Stored items:
______________________________
//! In-memory historical bar source.

use super::align::{align_symbols, AlignedData};
use super::source::{BarSource, SourceError};
use crate::domain::Bar;
use crate::events::{Event, EventBus, MarketEvent};
use chrono::{Duration, NaiveDateTime};
use std::collections::HashMap;
use tracing::debug;

/// Replays pre-loaded bars one aligned step at a time.
#[derive(Debug)]
pub struct HistoricalBars {
    symbols: Vec<String>,
    aligned: AlignedData,
    /// Number of timeline steps published so far.
    published: usize,
    continue_backtest: bool,
}

impl HistoricalBars {
    /// Validate and align the given series.
    ///
    /// Every symbol in `symbols` must have at least one bar; series must be
    /// strictly increasing in time and pass the OHLCV sanity check.
    pub fn new(
        symbols: Vec<String>,
        data: HashMap<String, Vec<Bar>>,
    ) -> Result<Self, SourceError> {
        if symbols.is_empty() {
            return Err(SourceError::NoSymbols);
        }
        for symbol in &symbols {
            let bars = data
                .get(symbol)
                .filter(|b| !b.is_empty())
                .ok_or_else(|| SourceError::NoData {
                    symbol: symbol.clone(),
                })?;
            validate_series(symbol, bars)?;
        }

        let wanted: HashMap<String, Vec<Bar>> = data
            .into_iter()
            .filter(|(s, _)| symbols.contains(s))
            .collect();
        let aligned = align_symbols(&wanted);
        debug!(
            symbols = symbols.len(),
            steps = aligned.timeline.len(),
            "historical bars aligned"
        );

        Ok(Self {
            symbols,
            aligned,
            published: 0,
            continue_backtest: true,
        })
    }

    /// Total number of steps this source will publish.
    pub fn len(&self) -> usize {
        self.aligned.timeline.len()
    }

    pub fn is_empty(&self) -> bool {
        self.aligned.timeline.is_empty()
    }

    /// Bars for `symbol` published up to now.
    fn published_bars(&self, symbol: &str) -> &[Bar] {
        let (Some(bars), Some(&first)) = (
            self.aligned.bars.get(symbol),
            self.aligned.first_index.get(symbol),
        ) else {
            return &[];
        };
        let visible = self.published.saturating_sub(first).min(bars.len());
        &bars[..visible]
    }
}

fn validate_series(symbol: &str, bars: &[Bar]) -> Result<(), SourceError> {
    for (i, bar) in bars.iter().enumerate() {
        if bar.symbol != symbol {
            return Err(SourceError::SymbolMismatch {
                symbol: symbol.to_string(),
                found: bar.symbol.clone(),
            });
        }
        if !bar.is_sane() {
            return Err(SourceError::InvalidBar {
                symbol: symbol.to_string(),
                timestamp: bar.timestamp,
            });
        }
        if i > 0 && bars[i - 1].timestamp >= bar.timestamp {
            return Err(SourceError::Unsorted {
                symbol: symbol.to_string(),
                timestamp: bar.timestamp,
            });
        }
    }
    Ok(())
}

impl BarSource for HistoricalBars {
    fn symbols(&self) -> &[String] {
        &self.symbols
    }

    fn continue_backtest(&self) -> bool {
        self.continue_backtest
    }

    fn update_bars(&mut self, bus: &mut EventBus) {
        let Some(&timestamp) = self.aligned.timeline.get(self.published) else {
            self.continue_backtest = false;
            return;
        };
        self.published += 1;
        bus.put(Event::Market(MarketEvent { timestamp }));
    }

    fn start_time(&self) -> Option<NaiveDateTime> {
        self.aligned.timeline.first().copied()
    }

    fn opening_time(&self) -> Option<NaiveDateTime> {
        let timeline = &self.aligned.timeline;
        let first = *timeline.first()?;
        let interval = match timeline.get(1) {
            Some(&second) => second - first,
            None => Duration::days(1),
        };
        Some(first - interval)
    }

    fn current_time(&self) -> Option<NaiveDateTime> {
        self.published
            .checked_sub(1)
            .and_then(|i| self.aligned.timeline.get(i).copied())
    }

    fn get_bars(
        &self,
        symbol: &str,
        n: Option<usize>,
        start: Option<NaiveDateTime>,
        end: Option<NaiveDateTime>,
    ) -> &[Bar] {
        let bars = self.published_bars(symbol);
        let lo = start.map_or(0, |s| bars.partition_point(|b| b.timestamp < s));
        let hi = end.map_or(bars.len(), |e| bars.partition_point(|b| b.timestamp <= e));
        if lo >= hi {
            return &[];
        }
        let window = &bars[lo..hi];
        match n {
            Some(n) => &window[window.len().saturating_sub(n)..],
            None => window,
        }
    }
}

#[cfg(test)]
mod tests {
    use super::*;
    use chrono::NaiveDate;

    fn ts(day: u32) -> NaiveDateTime {
        NaiveDate::from_ymd_opt(2023, 1, day)
            .unwrap()
            .and_hms_opt(0, 0, 0)
            .unwrap()
    }

    fn bar(symbol: &str, day: u32, close: f64) -> Bar {
        Bar {
            symbol: symbol.into(),
            timestamp: ts(day),
            open: close,
            high: close + 1.0,
            low: close - 1.0,
            close,
            volume: 1000.0,
        }
    }

    fn source(days: u32) -> HistoricalBars {
        let bars = (1..=days).map(|d| bar("AAPL", d, 100.0 + d as f64)).collect();
        let mut data = HashMap::new();
        data.insert("AAPL".to_string(), bars);
        HistoricalBars::new(vec!["AAPL".into()], data).unwrap()
    }

    #[test]
    fn nothing_visible_before_first_update() {
        let src = source(3);
        assert!(src.latest_bar("AAPL").is_none());
        assert_eq!(src.current_time(), None);
        assert_eq!(src.start_time(), Some(ts(1)));
    }

    #[test]
    fn opening_time_is_one_interval_before_start() {
        let src = source(3);
        assert_eq!(src.opening_time(), Some(ts(1) - Duration::days(1)));

        let bars = vec![
            bar("AAPL", 1, 100.0),
            Bar {
                timestamp: ts(1) + Duration::hours(1),
                ..bar("AAPL", 1, 101.0)
            },
        ];
        let hourly = HistoricalBars::new(
            vec!["AAPL".into()],
            HashMap::from([("AAPL".to_string(), bars)]),
        )
        .unwrap();
        assert_eq!(hourly.opening_time(), Some(ts(1) - Duration::hours(1)));
    }

    #[test]
    fn each_update_publishes_one_market_event() {
        let mut src = source(3);
        let mut bus = EventBus::new();
        src.update_bars(&mut bus);
        assert_eq!(bus.len(), 1);
        assert_eq!(
            bus.get(),
            Some(Event::Market(MarketEvent { timestamp: ts(1) }))
        );
        assert_eq!(src.latest_bar("AAPL").unwrap().close, 101.0);
    }

    #[test]
    fn exhaustion_clears_flag_without_event() {
        let mut src = source(2);
        let mut bus = EventBus::new();
        src.update_bars(&mut bus);
        src.update_bars(&mut bus);
        assert!(src.continue_backtest());
        src.update_bars(&mut bus);
        assert!(!src.continue_backtest());
        assert_eq!(bus.len(), 2);
    }

    #[test]
    fn never_reads_ahead() {
        let mut src = source(5);
        let mut bus = EventBus::new();
        src.update_bars(&mut bus);
        src.update_bars(&mut bus);
        let all = src.get_bars("AAPL", None, None, None);
        assert_eq!(all.len(), 2);
        assert_eq!(all.last().unwrap().timestamp, ts(2));
    }

    #[test]
    fn get_bars_windows_and_tail() {
        let mut src = source(5);
        let mut bus = EventBus::new();
        for _ in 0..5 {
            src.update_bars(&mut bus);
        }
        let window = src.get_bars("AAPL", None, Some(ts(2)), Some(ts(4)));
        assert_eq!(window.len(), 3);
        let tail = src.get_bars("AAPL", Some(2), Some(ts(2)), Some(ts(4)));
        assert_eq!(tail.len(), 2);
        assert_eq!(tail[0].timestamp, ts(3));
        assert_eq!(src.get_latest_bars("AAPL", 10).len(), 5);
        assert!(src.get_bars("MSFT", None, None, None).is_empty());
    }

    #[test]
    fn missing_symbol_is_terminal() {
        let err = HistoricalBars::new(vec!["MSFT".into()], HashMap::new()).unwrap_err();
        assert!(matches!(err, SourceError::NoData { .. }));
    }

    #[test]
    fn no_symbols_is_terminal() {
        let err = HistoricalBars::new(vec![], HashMap::new()).unwrap_err();
        assert!(matches!(err, SourceError::NoSymbols));
    }

    #[test]
    fn unsorted_series_is_rejected() {
        let mut data = HashMap::new();
        data.insert(
            "AAPL".to_string(),
            vec![bar("AAPL", 2, 100.0), bar("AAPL", 1, 101.0)],
        );
        let err = HistoricalBars::new(vec!["AAPL".into()], data).unwrap_err();
        assert!(matches!(err, SourceError::Unsorted { .. }));
    }

    #[test]
    fn latest_bar_map_covers_quoted_symbols() {
        let mut data = HashMap::new();
        data.insert("A".to_string(), vec![bar("A", 1, 10.0), bar("A", 2, 11.0)]);
        data.insert("B".to_string(), vec![bar("B", 2, 20.0)]);
        let mut src = HistoricalBars::new(vec!["A".into(), "B".into()], data).unwrap();
        let mut bus = EventBus::new();

        src.update_bars(&mut bus);
        let map = src.latest_bar_map();
        assert_eq!(map.len(), 1);
        assert!(map.contains_key("A"));

        src.update_bars(&mut bus);
        assert_eq!(src.latest_bar_map().len(), 2);
    }
}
______________________________
◆ EXERCISE INSTRUCTIONS
Say how many lines in the entries above contain the string "BarSource". Give the number by itself.

◆ RESPONSE TO THIS TASK
2